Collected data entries
========================================

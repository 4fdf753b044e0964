//! Binary storage layer: chunked base + append-only delta.
//!
//! The base is the durable representation of the graph: a `base.bin`
//! manifest (header + fixed-width node index) plus one chunk file per
//! contiguous sender range. The delta is an append-only, CRC-protected log
//! of recent edge mutations that consolidation folds back into the base.
//!
//! Layout on disk:
//!
//! ```text
//! <storage_dir>/
//!   base.bin              manifest (header + node index)
//!   base_<lo>_<hi>.bin    synapse chunks, sender range inclusive
//!   delta.bin             append-only log, zero-length after consolidate
//!   .lock                 process-exclusivity lock file
//! ```

pub(crate) mod base;
pub(crate) mod delta;

use std::fs;
use std::io::Write;
use std::path::{Path, PathBuf};

use serde::Serialize;

use crate::error::{EngineError, Result};
use crate::registry::{NodeId, Tick};

/// One outgoing synapse as materialized by the graph view
#[derive(Debug, Clone, Copy, PartialEq, Serialize)]
pub struct SynapseRec {
    /// Receiving node
    pub receiver: NodeId,
    /// Learned weight in `[0, 1]`
    pub weight: f32,
    /// Tick of the last update
    pub tick: Tick,
}

/// Exclusive lock on a storage directory.
///
/// Single-writer-process is assumed; the lock file records the owning pid
/// and is removed on drop. A lock left behind by a dead process is reclaimed.
#[derive(Debug)]
pub(crate) struct DirLock {
    path: PathBuf,
}

impl DirLock {
    pub(crate) fn acquire(dir: &Path) -> Result<Self> {
        let path = dir.join(".lock");
        match fs::OpenOptions::new().write(true).create_new(true).open(&path) {
            Ok(mut f) => {
                let _ = write!(f, "{}", std::process::id());
                Ok(Self { path })
            }
            Err(e) if e.kind() == std::io::ErrorKind::AlreadyExists => {
                if lock_is_stale(&path) {
                    let _ = fs::remove_file(&path);
                    return Self::acquire(dir);
                }
                Err(EngineError::io(
                    format!("storage directory {} is locked by another process", dir.display()),
                    e,
                ))
            }
            Err(e) => Err(EngineError::io("creating storage lock file", e)),
        }
    }
}

impl Drop for DirLock {
    fn drop(&mut self) {
        let _ = fs::remove_file(&self.path);
    }
}

#[cfg(unix)]
fn lock_is_stale(path: &Path) -> bool {
    let Ok(contents) = fs::read_to_string(path) else {
        return false;
    };
    let Ok(pid) = contents.trim().parse::<u32>() else {
        return false;
    };
    pid != std::process::id() && !Path::new(&format!("/proc/{pid}")).exists()
}

#[cfg(not(unix))]
fn lock_is_stale(_path: &Path) -> bool {
    false
}

/// fsync the directory entry so renames are durable across power loss.
#[cfg(unix)]
pub(crate) fn sync_dir(dir: &Path) -> Result<()> {
    fs::File::open(dir)
        .and_then(|d| d.sync_all())
        .map_err(|e| EngineError::io(format!("syncing directory {}", dir.display()), e))
}

#[cfg(not(unix))]
pub(crate) fn sync_dir(_dir: &Path) -> Result<()> {
    Ok(())
}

========================================

# ASSIGNMENT
Could you repeat every record above exactly as it is written?

# EXPECTED ANSWER
repository 4fdf753b044e0964
//! Binary storage layer: chunked base + append-only delta.
//!
//! The base is the durable representation of the graph: a `base.bin`
//! manifest (header + fixed-width node index) plus one chunk file per
//! contiguous sender range. The delta is an append-only, CRC-protected log
//! of recent edge mutations that consolidation folds back into the base.
//!
//! Layout on disk:
//!
//! ```text
//! <storage_dir>/
//!   base.bin              manifest (header + node index)
//!   base_<lo>_<hi>.bin    synapse chunks, sender range inclusive
//!   delta.bin             append-only log, zero-length after consolidate
//!   .lock                 process-exclusivity lock file
//! ```

pub(crate) mod base;
pub(crate) mod delta;

use std::fs;
use std::io::Write;
use std::path::{Path, PathBuf};

use serde::Serialize;

use crate::error::{EngineError, Result};
use crate::registry::{NodeId, Tick};

/// One outgoing synapse as materialized by the graph view
#[derive(Debug, Clone, Copy, PartialEq, Serialize)]
pub struct SynapseRec {
    /// Receiving node
    pub receiver: NodeId,
    /// Learned weight in `[0, 1]`
    pub weight: f32,
    /// Tick of the last update
    pub tick: Tick,
}

/// Exclusive lock on a storage directory.
///
/// Single-writer-process is assumed; the lock file records the owning pid
/// and is removed on drop. A lock left behind by a dead process is reclaimed.
#[derive(Debug)]
pub(crate) struct DirLock {
    path: PathBuf,
}

impl DirLock {
    pub(crate) fn acquire(dir: &Path) -> Result<Self> {
        let path = dir.join(".lock");
        match fs::OpenOptions::new().write(true).create_new(true).open(&path) {
            Ok(mut f) => {
                let _ = write!(f, "{}", std::process::id());
                Ok(Self { path })
            }
            Err(e) if e.kind() == std::io::ErrorKind::AlreadyExists => {
                if lock_is_stale(&path) {
                    let _ = fs::remove_file(&path);
                    return Self::acquire(dir);
                }
                Err(EngineError::io(
                    format!("storage directory {} is locked by another process", dir.display()),
                    e,
                ))
            }
            Err(e) => Err(EngineError::io("creating storage lock file", e)),
        }
    }
}

impl Drop for DirLock {
    fn drop(&mut self) {
        let _ = fs::remove_file(&self.path);
    }
}

#[cfg(unix)]
fn lock_is_stale(path: &Path) -> bool {
    let Ok(contents) = fs::read_to_string(path) else {
        return false;
    };
    let Ok(pid) = contents.trim().parse::<u32>() else {
        return false;
    };
    pid != std::process::id() && !Path::new(&format!("/proc/{pid}")).exists()
}

#[cfg(not(unix))]
fn lock_is_stale(_path: &Path) -> bool {
    false
}

/// fsync the directory entry so renames are durable across power loss.
#[cfg(unix)]
pub(crate) fn sync_dir(dir: &Path) -> Result<()> {
    fs::File::open(dir)
        .and_then(|d| d.sync_all())
        .map_err(|e| EngineError::io(format!("syncing directory {}", dir.display()), e))
}

#[cfg(not(unix))]
pub(crate) fn sync_dir(_dir: &Path) -> Result<()> {
    Ok(())
}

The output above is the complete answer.